Tanker Plane Agrees to Assist Fighters - Maine 85 says it will do as requested, replying: “That’s no problem for us. We’re gonna be descending shortly to flight level 240 [i.e. 24,000 feet] and heading south to the western portion of Whiskey 105 for our standard refueling. We’ll be right in there.” NEADS thanks Maine 85 and then informs it: “We have Panta 45 [i.e. the scrambled fighters] currently in the western part of Whiskey 105. We’re working a possible hijack and aircraft emergency in downtown New York.” Maine 85 responds, “Yes sir, anything we can do to help.” [North American Aerospace Defense Command, 9/11/2001] Subsequently, at around 9:14 a.m., Major Kevin Nasypany, the NEADS mission crew commander, will tell a colleague: “We’ve got Maine 85 going to Whiskey 105 right now.… He’s going into Whiskey 105, so that’s, that’s no problem. He’s got lots of fuel.” [North American Aerospace Defense Command, 9/11/2001]
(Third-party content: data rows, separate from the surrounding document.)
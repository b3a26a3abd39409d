//! # raster-fx
//!
//! Pixel-processing filters that work directly on a packed BGRA framebuffer.
//!
//! Everything operates on a [`PixelBuffer`]: `width * height * 4` bytes, one
//! blue-green-red-alpha group per pixel, rows top-down. Filters mutate the
//! buffer in place and never fail on pixel coordinates; out-of-range reads
//! return opaque black and out-of-range writes are dropped.
//!
//! - Point-wise color transforms: grayscale, threshold, invert, gamma,
//!   contrast, brightness, tint, hue, quantize, gradient mapping
//! - Separable box and Gaussian blur, 3×3 sharpen
//! - Error-diffusion dithering with five kernels
//! - Sphere and polar ("donut") texture remapping
//! - Chromatic fringe channel splitting
//! - Rectangle-scoped filtering and JSON-describable filter pipelines
//!
//! ## Example
//!
//! ```
//! use raster_fx::{blur, dither, PixelBuffer, Rgba8};
//! use raster_fx::dither::DitherKernel;
//!
//! let mut buf = PixelBuffer::filled(64, 64, Rgba8::new_opaque(90, 140, 200));
//! blur::gaussian_blur(&mut buf, 3);
//! dither::dither(&mut buf, DitherKernel::Atkinson);
//! assert!(buf.pixels().all(|p| p.r == 0 || p.r == 255));
//! ```

// Foundation
pub mod basics;
pub mod color;
pub mod error;
pub mod pixel_buffer;
pub mod image_accessors;

// Point-wise transforms
pub mod curves;
pub mod process;

// Neighborhood filters
pub mod blur;
pub mod dither;
pub mod fringe;

// Remapping
pub mod mapping;

// Composition
pub mod palette;
pub mod pipeline;
pub mod region;

pub use basics::RectI;
pub use color::{Rgba, Rgba8};
pub use error::{Error, Result};
pub use pixel_buffer::PixelBuffer;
Tanker Apparently Unavailable for 30 Minutes - However, despite communicating with Maine 85 at around 9:05 a.m., according to the account of author Lynn Spencer, NEADS is apparently unable to locate a tanker plane that could refuel the fighters scrambled from Otis Air Base during the next 30 minutes. After one of the pilots of these fighters informs NEADS that the two aircraft are running low on fuel, NEADS personnel are instructed to locate a suitable tanker (see (9:09 a.m.) September 11, 2001). But by around 9:35 a.m., according to Spencer, the fighters will not have heard back from NEADS. Maine 85 will only be contacted and directed toward the two fighters after one of the Otis pilots then remembers that the KC-135 should be available and in his area, and the other Otis pilot therefore calls NEADS about this (see (Shortly After 9:35 a.m.) September 11, 2001). [Spencer, 2008, pp. 112, 152-153]
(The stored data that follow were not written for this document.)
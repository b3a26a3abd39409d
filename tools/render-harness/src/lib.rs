//! Batch rendering harness for `raster-fx`.
//!
//! Renders frame functions to single images, numbered frame sequences and
//! sprite sheets, groups frames into [`program::Program`]s and
//! [`movie::Movie`]s, and hands the results to ffmpeg or ImageMagick.

pub mod config;
pub mod error;
pub mod movie;
pub mod program;
pub mod progress;
pub mod render;
pub mod sketch;
pub mod target;
pub mod tools;

pub use config::{ApplyJob, HarnessConfig, ImageFormat};
pub use error::{HarnessError, Result};
pub use movie::{Act, Movie};
pub use program::{Program, Scene};
pub use sketch::Sketch;
pub use target::Target;
pub use tools::Tools;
A KC-135 Stratotanker. [Source: Boeing]The two F-15 fighter jets launched from Otis Air National Guard Base in response to Flight 11 (see 8:46 a.m. September 11, 2001) are finally able to refuel, after they request to rendezvous with a tanker plane that was scheduled to refuel Otis fighters out on training missions this morning. [Aviation Week and Space Technology, 6/3/2002; Spencer, 2008, pp. 153]
Fighters Low on Fuel - By around 9:35 a.m., according to author Lynn Spencer, the two Otis fighters are running increasingly low on fuel and need to find a fuel tanker right away. For about the last 25 minutes, technicians at NORAD’s Northeast Air Defense Sector (NEADS) have been searching for a tanker (see (9:09 a.m.) September 11, 2001). [Spencer, 2008, pp. 112 and 152-153] A member of staff at NEADS in fact talked over the radio with a KC-135 tanker from Bangor, Maine, at around 9:05 a.m., and the plane’s crew agreed to provide support to the Otis fighters launched in response to Flight 11 (see 9:04 a.m.-9:06 a.m. September 11, 2001). [North American Aerospace Defense Command, 9/11/2001; North American Aerospace Defense Command, 9/11/2001] However, the pilots of these fighters have apparently not heard back from NEADS about whether it has been able to find a tanker for them. Now one of the pilots, Major Daniel Nash, has come up with a solution. Prior to being put on alert duty, he had been acting as the scheduling officer at Otis Air Base, and he therefore knows that a training mission a number of Otis fighters were scheduled to fly today called for refueling (see (9:00 a.m.-9:24 a.m.) September 11, 2001). Consequently he knows about the KC-135 tanker plane from Bangor that NEADS communicated with earlier on, which had been scheduled to support those fighters during their training. [102nd Fighter Wing, 2001; Spencer, 2008, pp. 152-153]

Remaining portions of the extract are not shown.